_Try it:_ Each line of the material below with the word "only" is to be reported.

_Record extracts:_
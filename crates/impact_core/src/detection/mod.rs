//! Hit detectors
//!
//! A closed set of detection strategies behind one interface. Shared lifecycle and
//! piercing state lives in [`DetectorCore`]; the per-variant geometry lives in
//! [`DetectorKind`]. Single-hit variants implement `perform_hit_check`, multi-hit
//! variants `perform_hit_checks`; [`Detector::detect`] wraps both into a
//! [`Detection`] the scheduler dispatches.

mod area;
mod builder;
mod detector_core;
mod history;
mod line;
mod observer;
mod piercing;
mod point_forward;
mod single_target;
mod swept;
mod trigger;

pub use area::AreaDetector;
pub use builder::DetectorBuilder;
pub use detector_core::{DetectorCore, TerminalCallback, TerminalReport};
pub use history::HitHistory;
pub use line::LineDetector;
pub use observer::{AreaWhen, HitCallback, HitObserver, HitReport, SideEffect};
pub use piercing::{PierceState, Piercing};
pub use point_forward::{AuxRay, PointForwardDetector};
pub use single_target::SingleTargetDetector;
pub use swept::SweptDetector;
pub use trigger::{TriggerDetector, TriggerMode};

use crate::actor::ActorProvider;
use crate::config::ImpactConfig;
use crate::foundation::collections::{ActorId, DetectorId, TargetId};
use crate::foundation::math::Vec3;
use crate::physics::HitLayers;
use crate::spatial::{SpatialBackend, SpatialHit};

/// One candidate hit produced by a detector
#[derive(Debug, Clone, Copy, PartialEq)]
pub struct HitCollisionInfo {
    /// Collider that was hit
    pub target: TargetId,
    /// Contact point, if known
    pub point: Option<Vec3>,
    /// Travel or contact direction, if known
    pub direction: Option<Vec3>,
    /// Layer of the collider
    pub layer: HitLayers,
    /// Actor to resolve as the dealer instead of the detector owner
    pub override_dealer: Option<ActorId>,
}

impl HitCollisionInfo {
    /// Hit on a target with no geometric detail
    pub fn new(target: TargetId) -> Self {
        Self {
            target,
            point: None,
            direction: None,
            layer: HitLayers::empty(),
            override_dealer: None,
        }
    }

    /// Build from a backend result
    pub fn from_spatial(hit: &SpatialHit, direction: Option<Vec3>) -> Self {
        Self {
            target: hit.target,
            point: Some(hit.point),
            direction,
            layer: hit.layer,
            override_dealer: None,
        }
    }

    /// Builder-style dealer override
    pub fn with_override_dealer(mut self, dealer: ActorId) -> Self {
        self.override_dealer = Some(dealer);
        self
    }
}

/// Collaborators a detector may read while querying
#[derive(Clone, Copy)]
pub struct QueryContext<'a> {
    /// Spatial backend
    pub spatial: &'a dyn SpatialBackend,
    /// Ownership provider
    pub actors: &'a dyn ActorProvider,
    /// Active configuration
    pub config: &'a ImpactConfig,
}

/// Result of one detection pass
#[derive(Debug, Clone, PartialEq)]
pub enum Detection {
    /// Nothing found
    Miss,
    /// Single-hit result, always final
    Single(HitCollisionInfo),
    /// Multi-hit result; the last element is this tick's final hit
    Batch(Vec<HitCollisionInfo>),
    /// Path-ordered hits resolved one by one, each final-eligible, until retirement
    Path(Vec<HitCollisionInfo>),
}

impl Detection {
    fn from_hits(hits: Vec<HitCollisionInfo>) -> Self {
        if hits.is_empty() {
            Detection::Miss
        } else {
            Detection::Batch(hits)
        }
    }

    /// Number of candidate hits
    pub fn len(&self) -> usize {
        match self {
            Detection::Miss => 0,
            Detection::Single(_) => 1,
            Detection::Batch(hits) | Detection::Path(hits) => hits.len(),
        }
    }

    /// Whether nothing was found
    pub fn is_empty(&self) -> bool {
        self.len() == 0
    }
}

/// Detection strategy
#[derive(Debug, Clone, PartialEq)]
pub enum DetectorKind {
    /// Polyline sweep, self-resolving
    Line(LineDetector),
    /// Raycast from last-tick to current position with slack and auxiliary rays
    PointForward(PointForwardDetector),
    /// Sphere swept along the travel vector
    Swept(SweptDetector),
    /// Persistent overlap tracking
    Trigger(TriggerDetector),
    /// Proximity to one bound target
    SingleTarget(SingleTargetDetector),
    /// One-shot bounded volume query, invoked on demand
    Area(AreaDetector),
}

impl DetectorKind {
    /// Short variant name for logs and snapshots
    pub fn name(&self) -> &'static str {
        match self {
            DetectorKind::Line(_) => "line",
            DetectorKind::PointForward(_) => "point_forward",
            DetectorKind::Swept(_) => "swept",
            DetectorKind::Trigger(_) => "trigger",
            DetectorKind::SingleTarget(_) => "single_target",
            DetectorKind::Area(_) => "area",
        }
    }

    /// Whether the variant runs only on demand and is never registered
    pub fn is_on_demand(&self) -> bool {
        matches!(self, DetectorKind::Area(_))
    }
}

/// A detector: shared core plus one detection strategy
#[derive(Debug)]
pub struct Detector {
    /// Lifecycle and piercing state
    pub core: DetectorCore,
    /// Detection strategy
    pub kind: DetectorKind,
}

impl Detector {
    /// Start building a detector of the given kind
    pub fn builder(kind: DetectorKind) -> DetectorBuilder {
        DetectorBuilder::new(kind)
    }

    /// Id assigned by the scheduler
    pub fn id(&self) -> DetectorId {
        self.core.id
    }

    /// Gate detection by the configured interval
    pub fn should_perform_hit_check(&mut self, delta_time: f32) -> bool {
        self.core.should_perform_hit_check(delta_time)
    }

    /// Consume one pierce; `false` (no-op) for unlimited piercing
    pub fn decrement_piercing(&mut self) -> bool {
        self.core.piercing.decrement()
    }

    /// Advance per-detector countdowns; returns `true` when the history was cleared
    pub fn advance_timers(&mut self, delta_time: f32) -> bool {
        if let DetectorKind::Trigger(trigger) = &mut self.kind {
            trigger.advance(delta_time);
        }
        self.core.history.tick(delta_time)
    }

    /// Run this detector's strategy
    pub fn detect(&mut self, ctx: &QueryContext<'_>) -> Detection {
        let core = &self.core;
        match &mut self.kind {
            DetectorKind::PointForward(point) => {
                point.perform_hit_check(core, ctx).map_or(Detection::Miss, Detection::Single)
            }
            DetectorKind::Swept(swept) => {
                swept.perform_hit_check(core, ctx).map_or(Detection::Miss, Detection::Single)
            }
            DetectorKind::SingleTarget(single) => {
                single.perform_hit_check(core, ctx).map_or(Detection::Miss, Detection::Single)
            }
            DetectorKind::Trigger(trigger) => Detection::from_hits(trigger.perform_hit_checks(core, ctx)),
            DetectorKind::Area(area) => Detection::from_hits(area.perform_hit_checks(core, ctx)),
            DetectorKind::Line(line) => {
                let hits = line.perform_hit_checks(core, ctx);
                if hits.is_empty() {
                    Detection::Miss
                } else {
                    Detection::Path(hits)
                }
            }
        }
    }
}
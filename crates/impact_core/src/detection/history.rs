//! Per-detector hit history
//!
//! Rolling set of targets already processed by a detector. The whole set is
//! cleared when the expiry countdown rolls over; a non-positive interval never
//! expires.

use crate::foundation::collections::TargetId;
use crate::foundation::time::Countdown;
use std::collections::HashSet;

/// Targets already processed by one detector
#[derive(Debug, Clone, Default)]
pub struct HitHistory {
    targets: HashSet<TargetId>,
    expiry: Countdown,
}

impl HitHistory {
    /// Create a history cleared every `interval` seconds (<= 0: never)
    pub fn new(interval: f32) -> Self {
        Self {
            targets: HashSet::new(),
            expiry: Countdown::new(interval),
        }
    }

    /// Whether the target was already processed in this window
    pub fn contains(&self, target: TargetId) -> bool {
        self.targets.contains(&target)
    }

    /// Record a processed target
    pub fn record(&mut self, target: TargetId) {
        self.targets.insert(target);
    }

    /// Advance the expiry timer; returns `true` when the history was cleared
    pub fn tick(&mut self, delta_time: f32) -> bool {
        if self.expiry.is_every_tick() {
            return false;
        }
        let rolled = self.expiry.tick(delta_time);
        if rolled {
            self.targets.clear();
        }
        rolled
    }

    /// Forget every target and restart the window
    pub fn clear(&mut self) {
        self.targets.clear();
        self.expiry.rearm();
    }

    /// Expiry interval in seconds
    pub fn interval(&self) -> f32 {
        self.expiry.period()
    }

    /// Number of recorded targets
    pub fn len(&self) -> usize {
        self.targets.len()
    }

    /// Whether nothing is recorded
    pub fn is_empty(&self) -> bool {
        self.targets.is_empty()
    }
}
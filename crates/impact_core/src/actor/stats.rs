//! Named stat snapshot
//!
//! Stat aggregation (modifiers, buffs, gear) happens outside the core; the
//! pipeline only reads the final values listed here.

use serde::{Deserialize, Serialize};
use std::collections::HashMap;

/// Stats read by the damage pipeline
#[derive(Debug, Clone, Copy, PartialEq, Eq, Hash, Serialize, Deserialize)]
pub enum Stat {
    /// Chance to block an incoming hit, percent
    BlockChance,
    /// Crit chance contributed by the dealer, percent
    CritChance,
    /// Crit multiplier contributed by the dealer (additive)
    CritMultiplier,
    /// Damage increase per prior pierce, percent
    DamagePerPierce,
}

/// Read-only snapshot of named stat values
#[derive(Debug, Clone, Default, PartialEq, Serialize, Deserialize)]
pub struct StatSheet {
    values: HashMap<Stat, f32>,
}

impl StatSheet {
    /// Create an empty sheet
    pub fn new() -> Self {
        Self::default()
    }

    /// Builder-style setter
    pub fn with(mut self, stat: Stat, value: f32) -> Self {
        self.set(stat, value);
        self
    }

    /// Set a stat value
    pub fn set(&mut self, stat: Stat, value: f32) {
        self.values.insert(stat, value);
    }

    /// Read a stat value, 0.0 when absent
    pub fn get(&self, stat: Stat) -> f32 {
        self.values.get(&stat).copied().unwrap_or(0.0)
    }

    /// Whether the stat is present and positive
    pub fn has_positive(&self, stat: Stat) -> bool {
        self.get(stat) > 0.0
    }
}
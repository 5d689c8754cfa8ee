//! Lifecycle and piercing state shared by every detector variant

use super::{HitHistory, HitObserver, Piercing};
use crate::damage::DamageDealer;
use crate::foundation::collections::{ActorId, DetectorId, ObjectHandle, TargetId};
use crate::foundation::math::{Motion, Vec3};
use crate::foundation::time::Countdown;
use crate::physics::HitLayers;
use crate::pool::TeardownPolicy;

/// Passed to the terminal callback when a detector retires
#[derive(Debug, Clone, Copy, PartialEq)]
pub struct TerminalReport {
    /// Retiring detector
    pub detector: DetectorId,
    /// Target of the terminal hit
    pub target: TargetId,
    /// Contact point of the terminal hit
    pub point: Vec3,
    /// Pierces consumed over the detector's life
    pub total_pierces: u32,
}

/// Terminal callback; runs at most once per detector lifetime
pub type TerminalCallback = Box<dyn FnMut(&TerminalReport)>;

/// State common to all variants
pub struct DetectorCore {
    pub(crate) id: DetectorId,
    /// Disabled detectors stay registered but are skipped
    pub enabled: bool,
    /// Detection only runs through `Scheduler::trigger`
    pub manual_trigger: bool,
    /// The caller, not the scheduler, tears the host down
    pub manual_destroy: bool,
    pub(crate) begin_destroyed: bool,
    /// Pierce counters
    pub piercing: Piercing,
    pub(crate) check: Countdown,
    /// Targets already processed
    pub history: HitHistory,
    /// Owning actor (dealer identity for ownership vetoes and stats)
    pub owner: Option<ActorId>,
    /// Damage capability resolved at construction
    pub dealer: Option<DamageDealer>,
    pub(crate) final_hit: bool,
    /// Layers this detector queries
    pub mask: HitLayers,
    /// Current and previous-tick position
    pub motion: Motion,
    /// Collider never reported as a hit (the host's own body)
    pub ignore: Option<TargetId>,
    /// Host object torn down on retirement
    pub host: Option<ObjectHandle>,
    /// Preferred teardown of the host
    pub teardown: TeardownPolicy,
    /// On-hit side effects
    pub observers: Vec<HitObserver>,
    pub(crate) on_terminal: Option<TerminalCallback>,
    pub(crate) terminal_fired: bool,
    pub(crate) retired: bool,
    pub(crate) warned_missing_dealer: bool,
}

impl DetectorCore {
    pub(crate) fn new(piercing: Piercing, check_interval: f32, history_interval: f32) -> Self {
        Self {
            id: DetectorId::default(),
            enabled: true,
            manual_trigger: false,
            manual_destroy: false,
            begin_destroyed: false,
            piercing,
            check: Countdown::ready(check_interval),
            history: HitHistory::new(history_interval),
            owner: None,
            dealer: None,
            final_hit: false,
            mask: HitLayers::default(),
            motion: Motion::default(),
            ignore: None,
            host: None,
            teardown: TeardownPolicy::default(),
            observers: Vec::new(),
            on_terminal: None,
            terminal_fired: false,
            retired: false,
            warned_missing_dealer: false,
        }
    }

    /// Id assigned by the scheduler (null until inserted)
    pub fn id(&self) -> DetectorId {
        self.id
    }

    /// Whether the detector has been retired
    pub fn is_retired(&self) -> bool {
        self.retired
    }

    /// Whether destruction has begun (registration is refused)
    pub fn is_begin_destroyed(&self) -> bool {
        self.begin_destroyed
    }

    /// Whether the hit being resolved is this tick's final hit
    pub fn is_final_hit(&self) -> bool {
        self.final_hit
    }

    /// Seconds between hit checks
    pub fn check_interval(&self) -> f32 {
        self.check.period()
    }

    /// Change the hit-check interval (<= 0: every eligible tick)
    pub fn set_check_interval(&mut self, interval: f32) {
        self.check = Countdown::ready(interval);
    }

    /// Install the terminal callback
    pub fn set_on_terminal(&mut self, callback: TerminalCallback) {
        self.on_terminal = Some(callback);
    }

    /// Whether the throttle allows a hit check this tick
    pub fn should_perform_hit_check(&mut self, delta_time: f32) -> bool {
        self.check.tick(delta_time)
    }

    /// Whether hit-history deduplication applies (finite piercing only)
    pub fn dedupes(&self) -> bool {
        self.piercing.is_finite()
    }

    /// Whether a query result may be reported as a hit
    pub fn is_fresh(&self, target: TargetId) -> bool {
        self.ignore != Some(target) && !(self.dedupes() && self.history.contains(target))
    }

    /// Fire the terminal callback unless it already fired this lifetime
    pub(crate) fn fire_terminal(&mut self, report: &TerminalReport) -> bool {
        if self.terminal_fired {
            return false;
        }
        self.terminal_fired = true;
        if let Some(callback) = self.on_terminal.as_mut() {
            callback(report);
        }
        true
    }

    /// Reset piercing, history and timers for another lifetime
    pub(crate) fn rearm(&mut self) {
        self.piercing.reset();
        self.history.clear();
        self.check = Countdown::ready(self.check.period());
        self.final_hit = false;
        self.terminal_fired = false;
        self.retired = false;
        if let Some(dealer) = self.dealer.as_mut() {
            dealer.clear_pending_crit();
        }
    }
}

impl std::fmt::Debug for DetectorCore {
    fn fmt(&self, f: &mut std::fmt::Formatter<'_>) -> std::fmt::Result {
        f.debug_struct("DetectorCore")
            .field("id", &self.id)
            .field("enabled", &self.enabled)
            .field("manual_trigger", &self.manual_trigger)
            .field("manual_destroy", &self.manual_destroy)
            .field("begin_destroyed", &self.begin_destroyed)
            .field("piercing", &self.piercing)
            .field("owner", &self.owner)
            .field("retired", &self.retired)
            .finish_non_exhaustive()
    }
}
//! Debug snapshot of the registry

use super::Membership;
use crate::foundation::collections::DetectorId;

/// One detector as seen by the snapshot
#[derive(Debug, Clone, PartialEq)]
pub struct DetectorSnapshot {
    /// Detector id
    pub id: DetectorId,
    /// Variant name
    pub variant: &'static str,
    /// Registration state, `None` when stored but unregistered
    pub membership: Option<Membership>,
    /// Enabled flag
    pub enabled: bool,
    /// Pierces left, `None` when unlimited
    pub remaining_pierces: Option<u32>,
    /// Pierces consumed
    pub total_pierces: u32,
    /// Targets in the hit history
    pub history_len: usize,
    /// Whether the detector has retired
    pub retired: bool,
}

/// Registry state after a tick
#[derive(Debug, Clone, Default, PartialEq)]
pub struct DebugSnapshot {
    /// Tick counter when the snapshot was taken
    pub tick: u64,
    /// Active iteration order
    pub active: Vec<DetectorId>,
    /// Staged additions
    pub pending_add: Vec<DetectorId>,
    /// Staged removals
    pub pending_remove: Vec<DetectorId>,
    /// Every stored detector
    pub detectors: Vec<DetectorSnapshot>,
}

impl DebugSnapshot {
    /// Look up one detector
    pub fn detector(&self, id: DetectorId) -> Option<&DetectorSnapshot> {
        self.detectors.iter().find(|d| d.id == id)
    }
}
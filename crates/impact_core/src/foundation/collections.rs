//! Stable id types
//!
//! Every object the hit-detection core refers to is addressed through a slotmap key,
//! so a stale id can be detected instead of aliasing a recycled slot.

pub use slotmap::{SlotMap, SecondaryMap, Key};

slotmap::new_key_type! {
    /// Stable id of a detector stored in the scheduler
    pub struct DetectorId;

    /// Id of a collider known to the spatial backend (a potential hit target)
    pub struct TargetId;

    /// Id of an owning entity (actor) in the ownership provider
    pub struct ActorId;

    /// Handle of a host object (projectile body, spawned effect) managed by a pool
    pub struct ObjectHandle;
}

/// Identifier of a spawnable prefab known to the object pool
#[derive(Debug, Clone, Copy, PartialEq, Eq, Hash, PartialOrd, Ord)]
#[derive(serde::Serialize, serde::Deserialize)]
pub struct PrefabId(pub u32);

_Task solution:_
    /// Whether the variant runs only on demand and is never registered
//! pipeline only reads the final values listed here.
/// Read-only snapshot of named stat values
    /// Detection only runs through `Scheduler::trigger`
    /// Whether hit-history deduplication applies (finite piercing only)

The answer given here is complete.